* [The task]: Transcribe exactly each line of the entries, from the opening line to the line with "pub fn from_json(json: &str)", with both of those lines included.

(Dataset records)
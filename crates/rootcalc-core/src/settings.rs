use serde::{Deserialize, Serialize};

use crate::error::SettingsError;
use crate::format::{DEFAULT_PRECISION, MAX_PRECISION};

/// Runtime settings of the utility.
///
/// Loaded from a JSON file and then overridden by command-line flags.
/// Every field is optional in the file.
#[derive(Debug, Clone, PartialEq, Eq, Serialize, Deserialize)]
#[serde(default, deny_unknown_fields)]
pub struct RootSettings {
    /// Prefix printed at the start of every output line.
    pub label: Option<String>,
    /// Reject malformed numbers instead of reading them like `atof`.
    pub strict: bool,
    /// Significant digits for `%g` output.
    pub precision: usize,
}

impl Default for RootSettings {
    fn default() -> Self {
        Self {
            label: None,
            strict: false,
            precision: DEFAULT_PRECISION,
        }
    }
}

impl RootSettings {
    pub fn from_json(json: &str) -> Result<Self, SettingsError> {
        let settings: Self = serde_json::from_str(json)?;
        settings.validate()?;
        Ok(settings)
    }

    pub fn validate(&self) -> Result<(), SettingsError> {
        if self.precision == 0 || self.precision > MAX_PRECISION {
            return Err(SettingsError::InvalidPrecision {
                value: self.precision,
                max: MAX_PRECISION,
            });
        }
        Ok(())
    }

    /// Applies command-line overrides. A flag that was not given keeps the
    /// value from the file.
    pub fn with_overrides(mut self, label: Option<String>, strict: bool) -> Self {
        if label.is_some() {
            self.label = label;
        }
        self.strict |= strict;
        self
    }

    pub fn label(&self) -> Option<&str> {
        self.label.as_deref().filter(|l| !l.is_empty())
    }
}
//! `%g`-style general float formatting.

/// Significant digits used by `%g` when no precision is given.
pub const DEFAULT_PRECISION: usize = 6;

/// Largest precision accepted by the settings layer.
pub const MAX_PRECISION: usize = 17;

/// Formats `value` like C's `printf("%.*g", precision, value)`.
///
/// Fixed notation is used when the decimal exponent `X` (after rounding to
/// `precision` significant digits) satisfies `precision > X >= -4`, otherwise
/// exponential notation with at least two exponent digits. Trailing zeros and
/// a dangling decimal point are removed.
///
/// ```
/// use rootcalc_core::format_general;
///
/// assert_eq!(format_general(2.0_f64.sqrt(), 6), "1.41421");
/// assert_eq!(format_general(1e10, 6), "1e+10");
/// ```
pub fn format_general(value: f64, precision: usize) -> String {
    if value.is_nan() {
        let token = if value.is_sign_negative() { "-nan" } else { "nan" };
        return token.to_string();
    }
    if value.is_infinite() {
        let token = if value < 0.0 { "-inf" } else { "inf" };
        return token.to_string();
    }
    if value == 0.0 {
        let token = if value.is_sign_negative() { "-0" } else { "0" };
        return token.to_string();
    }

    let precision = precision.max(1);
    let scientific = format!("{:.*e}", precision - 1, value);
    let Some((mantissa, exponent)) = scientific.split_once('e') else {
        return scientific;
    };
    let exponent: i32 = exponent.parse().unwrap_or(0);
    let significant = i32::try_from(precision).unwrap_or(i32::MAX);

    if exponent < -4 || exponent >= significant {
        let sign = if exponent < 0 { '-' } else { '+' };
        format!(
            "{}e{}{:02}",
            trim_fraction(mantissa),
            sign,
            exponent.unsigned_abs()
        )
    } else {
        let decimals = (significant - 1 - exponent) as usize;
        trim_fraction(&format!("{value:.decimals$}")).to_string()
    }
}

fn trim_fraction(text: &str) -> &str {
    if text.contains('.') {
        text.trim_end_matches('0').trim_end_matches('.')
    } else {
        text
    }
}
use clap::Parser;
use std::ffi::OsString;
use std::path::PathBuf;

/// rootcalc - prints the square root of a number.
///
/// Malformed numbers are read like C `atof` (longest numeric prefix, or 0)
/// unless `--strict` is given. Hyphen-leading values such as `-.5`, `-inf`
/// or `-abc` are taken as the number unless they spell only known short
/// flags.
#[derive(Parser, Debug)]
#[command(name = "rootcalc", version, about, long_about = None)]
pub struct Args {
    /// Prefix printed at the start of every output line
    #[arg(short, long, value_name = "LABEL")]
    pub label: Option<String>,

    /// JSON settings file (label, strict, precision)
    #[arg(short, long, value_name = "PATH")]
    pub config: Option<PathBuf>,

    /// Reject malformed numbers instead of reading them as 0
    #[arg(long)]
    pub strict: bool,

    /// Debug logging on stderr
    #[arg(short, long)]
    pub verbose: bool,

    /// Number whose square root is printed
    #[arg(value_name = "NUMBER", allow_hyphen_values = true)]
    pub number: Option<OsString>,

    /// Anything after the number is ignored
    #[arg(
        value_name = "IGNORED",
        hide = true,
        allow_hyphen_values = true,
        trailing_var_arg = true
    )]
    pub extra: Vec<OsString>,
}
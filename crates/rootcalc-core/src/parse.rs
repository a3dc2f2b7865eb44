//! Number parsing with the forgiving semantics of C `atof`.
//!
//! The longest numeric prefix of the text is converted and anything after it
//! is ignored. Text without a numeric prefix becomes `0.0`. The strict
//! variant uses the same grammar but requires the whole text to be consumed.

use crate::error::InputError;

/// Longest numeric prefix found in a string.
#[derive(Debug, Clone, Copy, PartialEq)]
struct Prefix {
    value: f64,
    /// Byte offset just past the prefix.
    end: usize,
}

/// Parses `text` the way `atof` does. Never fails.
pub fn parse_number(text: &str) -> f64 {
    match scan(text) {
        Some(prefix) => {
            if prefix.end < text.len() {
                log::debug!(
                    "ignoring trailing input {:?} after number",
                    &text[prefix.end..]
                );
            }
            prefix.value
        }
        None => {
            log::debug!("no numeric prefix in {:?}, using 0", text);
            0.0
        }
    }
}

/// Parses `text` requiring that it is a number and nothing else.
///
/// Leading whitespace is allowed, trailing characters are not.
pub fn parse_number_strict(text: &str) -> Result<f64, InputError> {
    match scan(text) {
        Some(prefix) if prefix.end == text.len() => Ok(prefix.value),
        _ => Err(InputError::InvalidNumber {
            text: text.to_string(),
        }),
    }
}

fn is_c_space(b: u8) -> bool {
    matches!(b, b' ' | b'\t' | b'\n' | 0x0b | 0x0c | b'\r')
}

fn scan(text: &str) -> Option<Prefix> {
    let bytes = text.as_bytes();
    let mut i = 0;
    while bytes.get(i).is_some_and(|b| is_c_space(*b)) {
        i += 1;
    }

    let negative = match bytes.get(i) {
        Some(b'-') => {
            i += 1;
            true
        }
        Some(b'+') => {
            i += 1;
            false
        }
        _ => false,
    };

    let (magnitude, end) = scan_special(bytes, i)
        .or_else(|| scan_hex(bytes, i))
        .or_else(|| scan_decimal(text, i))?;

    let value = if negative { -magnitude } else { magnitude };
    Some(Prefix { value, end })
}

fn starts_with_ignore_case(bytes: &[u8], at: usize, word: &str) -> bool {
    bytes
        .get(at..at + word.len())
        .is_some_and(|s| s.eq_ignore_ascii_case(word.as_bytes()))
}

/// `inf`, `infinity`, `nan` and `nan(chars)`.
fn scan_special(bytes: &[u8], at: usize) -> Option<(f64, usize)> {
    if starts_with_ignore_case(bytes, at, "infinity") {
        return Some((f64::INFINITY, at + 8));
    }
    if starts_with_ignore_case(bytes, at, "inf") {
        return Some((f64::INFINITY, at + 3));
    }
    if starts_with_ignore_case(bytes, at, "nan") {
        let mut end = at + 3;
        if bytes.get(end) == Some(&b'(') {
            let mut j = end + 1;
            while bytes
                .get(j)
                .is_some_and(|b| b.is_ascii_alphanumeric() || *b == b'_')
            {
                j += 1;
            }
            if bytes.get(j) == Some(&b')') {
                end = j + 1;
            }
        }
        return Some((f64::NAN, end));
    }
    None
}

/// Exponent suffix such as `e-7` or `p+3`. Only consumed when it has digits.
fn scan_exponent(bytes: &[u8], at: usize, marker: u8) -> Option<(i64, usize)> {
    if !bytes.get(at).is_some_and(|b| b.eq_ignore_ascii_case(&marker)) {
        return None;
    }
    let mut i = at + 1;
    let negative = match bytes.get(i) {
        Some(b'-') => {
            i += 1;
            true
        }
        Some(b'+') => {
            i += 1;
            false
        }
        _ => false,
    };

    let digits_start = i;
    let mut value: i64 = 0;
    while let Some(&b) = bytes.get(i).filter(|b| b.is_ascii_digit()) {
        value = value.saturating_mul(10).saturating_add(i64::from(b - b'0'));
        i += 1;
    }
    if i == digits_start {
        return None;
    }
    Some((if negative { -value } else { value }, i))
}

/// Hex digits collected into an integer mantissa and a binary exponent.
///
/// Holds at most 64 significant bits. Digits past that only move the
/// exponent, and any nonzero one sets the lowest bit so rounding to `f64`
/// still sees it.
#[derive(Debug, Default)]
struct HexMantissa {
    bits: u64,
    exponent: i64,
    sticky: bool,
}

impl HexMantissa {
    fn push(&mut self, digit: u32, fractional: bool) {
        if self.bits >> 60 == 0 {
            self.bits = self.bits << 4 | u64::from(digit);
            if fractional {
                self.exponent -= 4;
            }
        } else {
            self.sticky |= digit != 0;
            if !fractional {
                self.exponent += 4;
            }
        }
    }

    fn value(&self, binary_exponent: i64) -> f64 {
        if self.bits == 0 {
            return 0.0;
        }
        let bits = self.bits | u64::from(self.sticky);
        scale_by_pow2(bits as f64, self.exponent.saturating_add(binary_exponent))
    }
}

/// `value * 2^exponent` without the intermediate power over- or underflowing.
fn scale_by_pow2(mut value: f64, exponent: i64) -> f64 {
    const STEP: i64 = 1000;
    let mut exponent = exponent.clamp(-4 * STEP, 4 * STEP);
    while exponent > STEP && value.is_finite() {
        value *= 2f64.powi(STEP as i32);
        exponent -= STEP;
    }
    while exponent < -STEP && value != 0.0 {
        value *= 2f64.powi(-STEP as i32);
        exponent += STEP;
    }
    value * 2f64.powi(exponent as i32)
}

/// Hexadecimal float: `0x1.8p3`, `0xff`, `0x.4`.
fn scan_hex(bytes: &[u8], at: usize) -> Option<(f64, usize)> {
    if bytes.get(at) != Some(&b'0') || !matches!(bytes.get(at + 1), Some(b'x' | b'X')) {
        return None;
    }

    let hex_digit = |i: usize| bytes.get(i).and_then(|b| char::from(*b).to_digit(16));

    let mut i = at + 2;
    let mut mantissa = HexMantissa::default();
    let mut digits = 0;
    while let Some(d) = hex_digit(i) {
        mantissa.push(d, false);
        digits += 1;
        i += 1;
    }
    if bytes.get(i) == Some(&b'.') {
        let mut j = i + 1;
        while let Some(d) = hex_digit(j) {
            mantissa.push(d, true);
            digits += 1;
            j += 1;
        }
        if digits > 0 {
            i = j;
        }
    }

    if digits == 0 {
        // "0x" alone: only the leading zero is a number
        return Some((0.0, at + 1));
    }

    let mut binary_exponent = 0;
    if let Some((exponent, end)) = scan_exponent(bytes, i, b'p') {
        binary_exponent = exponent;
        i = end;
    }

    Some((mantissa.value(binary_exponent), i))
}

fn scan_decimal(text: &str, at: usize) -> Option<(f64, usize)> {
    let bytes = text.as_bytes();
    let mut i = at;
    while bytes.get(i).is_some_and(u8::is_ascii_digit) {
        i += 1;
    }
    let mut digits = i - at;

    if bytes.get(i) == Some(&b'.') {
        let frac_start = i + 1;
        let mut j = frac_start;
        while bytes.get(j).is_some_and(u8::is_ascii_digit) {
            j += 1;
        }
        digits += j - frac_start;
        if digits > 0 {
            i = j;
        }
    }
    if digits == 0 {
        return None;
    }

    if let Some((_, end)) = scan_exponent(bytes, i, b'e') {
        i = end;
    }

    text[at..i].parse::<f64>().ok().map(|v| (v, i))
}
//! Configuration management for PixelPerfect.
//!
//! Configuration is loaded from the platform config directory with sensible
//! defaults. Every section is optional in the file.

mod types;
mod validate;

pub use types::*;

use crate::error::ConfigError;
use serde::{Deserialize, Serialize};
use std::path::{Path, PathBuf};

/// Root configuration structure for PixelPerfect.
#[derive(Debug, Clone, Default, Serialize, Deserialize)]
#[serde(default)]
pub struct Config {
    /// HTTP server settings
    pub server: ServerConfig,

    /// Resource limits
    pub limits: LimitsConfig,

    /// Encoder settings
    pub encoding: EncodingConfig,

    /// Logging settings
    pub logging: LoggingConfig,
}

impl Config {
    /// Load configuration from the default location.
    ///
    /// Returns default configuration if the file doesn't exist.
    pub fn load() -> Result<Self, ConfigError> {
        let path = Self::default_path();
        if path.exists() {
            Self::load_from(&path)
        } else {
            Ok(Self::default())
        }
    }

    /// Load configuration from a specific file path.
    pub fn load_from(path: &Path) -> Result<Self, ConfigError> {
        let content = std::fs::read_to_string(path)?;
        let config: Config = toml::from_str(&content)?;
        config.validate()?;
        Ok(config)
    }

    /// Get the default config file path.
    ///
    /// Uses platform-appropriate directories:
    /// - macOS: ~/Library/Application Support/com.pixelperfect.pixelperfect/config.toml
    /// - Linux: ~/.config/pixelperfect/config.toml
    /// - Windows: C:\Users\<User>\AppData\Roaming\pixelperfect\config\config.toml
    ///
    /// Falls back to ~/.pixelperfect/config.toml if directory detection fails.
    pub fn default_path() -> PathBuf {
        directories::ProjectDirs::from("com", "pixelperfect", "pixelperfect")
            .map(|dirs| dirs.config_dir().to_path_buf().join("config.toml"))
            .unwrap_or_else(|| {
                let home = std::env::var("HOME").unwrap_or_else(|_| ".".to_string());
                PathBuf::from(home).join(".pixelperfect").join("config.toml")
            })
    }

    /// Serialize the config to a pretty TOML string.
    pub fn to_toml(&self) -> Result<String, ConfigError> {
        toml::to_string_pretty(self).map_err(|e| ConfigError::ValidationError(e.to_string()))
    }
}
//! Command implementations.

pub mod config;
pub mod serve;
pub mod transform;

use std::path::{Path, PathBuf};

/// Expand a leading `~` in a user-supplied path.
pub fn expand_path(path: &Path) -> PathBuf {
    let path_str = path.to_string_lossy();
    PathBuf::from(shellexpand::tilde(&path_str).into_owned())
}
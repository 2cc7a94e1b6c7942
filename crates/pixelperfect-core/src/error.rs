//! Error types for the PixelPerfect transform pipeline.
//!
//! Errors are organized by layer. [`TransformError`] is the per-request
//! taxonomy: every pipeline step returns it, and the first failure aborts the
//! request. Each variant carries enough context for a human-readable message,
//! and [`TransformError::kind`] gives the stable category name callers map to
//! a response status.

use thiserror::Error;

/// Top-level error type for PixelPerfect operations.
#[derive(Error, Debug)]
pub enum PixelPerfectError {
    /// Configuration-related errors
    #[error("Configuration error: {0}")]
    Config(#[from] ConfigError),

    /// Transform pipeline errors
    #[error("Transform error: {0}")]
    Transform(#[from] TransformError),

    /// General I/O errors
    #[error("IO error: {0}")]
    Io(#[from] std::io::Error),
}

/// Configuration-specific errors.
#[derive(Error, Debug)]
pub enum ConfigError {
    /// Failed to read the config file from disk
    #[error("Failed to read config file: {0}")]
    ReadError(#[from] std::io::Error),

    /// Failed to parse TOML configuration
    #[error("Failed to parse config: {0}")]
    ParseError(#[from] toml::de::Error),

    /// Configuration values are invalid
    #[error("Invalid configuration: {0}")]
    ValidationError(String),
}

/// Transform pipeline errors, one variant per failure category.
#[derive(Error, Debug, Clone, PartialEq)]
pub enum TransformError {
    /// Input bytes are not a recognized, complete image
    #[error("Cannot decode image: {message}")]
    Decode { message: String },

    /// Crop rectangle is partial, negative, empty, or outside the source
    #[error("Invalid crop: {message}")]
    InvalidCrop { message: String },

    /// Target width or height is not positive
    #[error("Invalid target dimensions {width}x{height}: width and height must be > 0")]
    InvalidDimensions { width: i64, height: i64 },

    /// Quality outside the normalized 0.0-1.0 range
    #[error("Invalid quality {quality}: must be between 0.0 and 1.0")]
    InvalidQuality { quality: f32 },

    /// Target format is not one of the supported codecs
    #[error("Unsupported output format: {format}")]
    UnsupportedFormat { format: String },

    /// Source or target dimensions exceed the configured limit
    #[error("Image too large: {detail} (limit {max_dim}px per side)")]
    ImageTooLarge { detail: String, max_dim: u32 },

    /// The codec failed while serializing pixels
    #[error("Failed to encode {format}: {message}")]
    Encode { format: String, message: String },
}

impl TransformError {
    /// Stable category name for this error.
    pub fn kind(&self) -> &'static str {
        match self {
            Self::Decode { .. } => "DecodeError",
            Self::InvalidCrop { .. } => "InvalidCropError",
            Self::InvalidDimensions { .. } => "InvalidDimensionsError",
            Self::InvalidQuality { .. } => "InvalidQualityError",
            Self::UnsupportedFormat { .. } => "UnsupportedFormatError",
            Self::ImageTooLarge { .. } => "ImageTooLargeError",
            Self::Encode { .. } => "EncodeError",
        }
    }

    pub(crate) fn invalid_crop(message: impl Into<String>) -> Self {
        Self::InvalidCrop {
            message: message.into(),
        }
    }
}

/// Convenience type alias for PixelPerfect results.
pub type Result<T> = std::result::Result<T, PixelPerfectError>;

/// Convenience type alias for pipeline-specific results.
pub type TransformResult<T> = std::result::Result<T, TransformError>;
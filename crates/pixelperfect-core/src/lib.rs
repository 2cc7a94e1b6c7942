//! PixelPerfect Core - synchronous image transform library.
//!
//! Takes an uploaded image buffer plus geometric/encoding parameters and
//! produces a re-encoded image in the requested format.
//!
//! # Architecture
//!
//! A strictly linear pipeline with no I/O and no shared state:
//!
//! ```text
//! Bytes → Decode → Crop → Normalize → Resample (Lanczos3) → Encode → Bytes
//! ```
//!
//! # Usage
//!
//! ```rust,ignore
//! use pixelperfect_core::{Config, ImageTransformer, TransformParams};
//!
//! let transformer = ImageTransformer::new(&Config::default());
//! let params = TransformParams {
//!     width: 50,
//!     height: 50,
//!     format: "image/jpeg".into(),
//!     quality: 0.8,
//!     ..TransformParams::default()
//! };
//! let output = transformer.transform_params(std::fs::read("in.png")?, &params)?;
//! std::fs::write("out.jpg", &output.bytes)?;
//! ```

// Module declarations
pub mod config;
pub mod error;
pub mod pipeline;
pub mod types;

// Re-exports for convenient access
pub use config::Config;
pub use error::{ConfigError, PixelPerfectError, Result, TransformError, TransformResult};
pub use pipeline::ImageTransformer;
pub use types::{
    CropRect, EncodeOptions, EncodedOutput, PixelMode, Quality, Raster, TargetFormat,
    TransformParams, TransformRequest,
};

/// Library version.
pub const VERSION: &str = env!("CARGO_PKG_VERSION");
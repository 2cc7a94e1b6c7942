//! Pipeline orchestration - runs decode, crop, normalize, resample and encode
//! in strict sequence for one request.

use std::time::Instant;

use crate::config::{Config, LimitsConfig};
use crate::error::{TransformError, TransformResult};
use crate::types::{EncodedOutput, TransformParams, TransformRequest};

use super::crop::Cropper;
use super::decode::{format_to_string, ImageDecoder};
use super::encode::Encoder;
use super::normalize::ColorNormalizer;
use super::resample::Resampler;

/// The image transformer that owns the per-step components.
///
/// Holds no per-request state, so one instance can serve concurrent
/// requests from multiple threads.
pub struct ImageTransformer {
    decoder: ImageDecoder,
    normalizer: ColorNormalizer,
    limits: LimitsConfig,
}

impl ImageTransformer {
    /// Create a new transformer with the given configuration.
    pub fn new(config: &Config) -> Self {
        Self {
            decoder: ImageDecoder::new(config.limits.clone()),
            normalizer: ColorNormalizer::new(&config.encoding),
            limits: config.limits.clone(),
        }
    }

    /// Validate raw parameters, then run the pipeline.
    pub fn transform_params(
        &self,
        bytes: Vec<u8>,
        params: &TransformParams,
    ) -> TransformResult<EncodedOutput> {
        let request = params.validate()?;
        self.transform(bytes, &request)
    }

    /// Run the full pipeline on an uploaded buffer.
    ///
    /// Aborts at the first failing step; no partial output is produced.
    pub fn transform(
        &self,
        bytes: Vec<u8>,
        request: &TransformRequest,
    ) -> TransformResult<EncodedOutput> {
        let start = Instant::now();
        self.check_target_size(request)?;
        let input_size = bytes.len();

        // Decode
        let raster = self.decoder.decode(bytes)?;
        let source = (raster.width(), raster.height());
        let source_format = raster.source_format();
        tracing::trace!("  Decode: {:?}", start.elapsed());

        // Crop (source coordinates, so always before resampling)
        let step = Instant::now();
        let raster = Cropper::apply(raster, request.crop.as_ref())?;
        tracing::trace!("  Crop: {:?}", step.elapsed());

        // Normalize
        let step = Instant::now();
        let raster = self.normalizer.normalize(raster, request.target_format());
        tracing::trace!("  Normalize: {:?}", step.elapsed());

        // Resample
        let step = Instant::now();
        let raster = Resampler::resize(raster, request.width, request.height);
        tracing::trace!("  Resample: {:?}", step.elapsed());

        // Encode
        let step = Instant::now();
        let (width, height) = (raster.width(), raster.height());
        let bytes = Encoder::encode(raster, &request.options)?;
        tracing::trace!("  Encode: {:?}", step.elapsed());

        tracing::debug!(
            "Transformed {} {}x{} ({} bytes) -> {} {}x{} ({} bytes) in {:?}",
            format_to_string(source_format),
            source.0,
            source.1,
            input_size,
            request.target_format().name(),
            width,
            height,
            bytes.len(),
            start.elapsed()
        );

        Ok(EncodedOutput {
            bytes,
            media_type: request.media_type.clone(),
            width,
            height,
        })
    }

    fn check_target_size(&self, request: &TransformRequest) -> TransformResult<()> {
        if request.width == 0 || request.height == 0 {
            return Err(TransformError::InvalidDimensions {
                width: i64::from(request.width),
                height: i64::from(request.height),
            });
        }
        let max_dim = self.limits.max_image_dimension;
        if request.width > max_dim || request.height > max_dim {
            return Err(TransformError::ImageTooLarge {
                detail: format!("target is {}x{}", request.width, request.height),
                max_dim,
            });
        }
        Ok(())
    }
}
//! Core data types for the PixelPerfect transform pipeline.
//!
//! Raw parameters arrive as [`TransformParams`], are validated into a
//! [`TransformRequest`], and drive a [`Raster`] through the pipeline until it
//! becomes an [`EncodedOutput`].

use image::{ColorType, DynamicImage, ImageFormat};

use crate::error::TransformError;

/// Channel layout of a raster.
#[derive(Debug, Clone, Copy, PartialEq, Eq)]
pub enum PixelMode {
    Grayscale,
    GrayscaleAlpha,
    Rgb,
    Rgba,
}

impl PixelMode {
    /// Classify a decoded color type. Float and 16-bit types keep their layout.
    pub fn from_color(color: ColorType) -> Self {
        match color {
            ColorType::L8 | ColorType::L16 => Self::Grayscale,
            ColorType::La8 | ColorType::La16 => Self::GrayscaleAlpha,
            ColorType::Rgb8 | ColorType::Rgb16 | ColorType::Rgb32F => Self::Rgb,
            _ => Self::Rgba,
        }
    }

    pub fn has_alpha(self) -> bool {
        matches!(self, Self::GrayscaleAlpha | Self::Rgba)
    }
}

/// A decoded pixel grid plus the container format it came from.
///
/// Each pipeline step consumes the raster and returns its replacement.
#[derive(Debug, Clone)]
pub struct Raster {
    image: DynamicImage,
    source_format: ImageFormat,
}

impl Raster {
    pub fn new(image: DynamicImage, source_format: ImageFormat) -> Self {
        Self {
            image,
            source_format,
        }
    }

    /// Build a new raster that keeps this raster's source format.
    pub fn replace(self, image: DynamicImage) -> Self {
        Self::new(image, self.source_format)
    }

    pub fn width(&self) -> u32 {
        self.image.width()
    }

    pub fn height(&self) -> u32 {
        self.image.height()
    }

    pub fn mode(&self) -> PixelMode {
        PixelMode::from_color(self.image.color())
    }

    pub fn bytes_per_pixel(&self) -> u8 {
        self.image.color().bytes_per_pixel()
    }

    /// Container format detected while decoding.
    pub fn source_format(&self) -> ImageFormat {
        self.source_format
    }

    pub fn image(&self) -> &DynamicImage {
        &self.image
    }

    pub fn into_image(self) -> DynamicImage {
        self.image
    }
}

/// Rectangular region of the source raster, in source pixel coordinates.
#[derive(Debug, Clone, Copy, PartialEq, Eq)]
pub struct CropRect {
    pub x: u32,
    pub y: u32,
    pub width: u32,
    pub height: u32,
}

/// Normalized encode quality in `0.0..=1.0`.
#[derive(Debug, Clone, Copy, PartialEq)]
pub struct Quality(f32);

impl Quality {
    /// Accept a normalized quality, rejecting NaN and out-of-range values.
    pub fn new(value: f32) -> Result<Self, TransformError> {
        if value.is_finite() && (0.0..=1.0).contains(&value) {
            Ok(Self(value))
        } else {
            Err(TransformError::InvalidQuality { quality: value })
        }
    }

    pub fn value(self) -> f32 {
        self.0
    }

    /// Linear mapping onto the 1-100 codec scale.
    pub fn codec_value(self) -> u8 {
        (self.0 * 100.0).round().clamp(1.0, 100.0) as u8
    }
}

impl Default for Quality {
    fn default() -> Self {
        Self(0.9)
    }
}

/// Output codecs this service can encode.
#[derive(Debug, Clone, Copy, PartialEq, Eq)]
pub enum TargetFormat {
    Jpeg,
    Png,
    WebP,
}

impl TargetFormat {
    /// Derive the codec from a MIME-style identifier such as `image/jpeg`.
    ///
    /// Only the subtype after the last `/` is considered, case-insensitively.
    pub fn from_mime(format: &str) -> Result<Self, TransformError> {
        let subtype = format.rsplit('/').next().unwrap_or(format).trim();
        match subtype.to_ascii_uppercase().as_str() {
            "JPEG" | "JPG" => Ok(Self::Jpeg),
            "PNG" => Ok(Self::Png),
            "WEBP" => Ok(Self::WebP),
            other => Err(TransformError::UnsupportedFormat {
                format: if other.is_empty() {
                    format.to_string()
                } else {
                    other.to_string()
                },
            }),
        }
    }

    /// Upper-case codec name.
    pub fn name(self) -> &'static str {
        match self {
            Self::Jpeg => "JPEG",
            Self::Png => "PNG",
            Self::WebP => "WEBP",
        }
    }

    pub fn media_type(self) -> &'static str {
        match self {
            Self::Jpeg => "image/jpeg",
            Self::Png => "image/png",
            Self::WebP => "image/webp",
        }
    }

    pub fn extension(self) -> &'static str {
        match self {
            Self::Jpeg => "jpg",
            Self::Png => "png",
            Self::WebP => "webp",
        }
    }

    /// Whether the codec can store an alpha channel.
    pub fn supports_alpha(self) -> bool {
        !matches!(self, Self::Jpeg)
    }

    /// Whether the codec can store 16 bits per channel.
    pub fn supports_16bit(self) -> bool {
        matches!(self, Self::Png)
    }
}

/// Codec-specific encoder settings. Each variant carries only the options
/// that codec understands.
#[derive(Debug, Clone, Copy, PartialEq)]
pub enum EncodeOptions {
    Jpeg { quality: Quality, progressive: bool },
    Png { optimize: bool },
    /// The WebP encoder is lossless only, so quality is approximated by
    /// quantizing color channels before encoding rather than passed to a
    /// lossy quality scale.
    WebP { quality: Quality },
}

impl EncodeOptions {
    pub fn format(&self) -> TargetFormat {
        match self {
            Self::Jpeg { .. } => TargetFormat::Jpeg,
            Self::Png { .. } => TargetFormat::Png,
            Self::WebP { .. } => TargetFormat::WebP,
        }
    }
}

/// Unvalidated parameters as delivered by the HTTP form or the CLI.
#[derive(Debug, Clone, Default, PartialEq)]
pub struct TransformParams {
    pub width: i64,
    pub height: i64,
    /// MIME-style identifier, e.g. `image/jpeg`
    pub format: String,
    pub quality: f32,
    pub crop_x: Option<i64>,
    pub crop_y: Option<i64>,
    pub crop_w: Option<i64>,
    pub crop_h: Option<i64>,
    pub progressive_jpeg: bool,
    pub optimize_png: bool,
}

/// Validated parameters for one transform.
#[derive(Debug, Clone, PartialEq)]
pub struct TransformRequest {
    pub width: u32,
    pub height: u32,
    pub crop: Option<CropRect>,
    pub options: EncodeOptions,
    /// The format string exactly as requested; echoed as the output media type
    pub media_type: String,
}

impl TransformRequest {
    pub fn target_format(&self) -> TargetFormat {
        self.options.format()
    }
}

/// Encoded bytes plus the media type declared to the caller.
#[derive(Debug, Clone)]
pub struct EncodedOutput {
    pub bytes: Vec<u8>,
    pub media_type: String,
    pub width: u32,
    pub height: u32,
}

* [Written solution]:
filename crates/rootcalc-core/src/settings.rs
use serde::{Deserialize, Serialize};

use crate::error::SettingsError;
use crate::format::{DEFAULT_PRECISION, MAX_PRECISION};

/// Runtime settings of the utility.
///
/// Loaded from a JSON file and then overridden by command-line flags.
/// Every field is optional in the file.
#[derive(Debug, Clone, PartialEq, Eq, Serialize, Deserialize)]
#[serde(default, deny_unknown_fields)]
pub struct RootSettings {
    /// Prefix printed at the start of every output line.
    pub label: Option<String>,
    /// Reject malformed numbers instead of reading them like `atof`.
    pub strict: bool,
    /// Significant digits for `%g` output.
    pub precision: usize,
}

impl Default for RootSettings {
    fn default() -> Self {
        Self {
            label: None,
            strict: false,
            precision: DEFAULT_PRECISION,
        }
    }
}

impl RootSettings {
    pub fn from_json(json: &str) -> Result<Self, SettingsError> {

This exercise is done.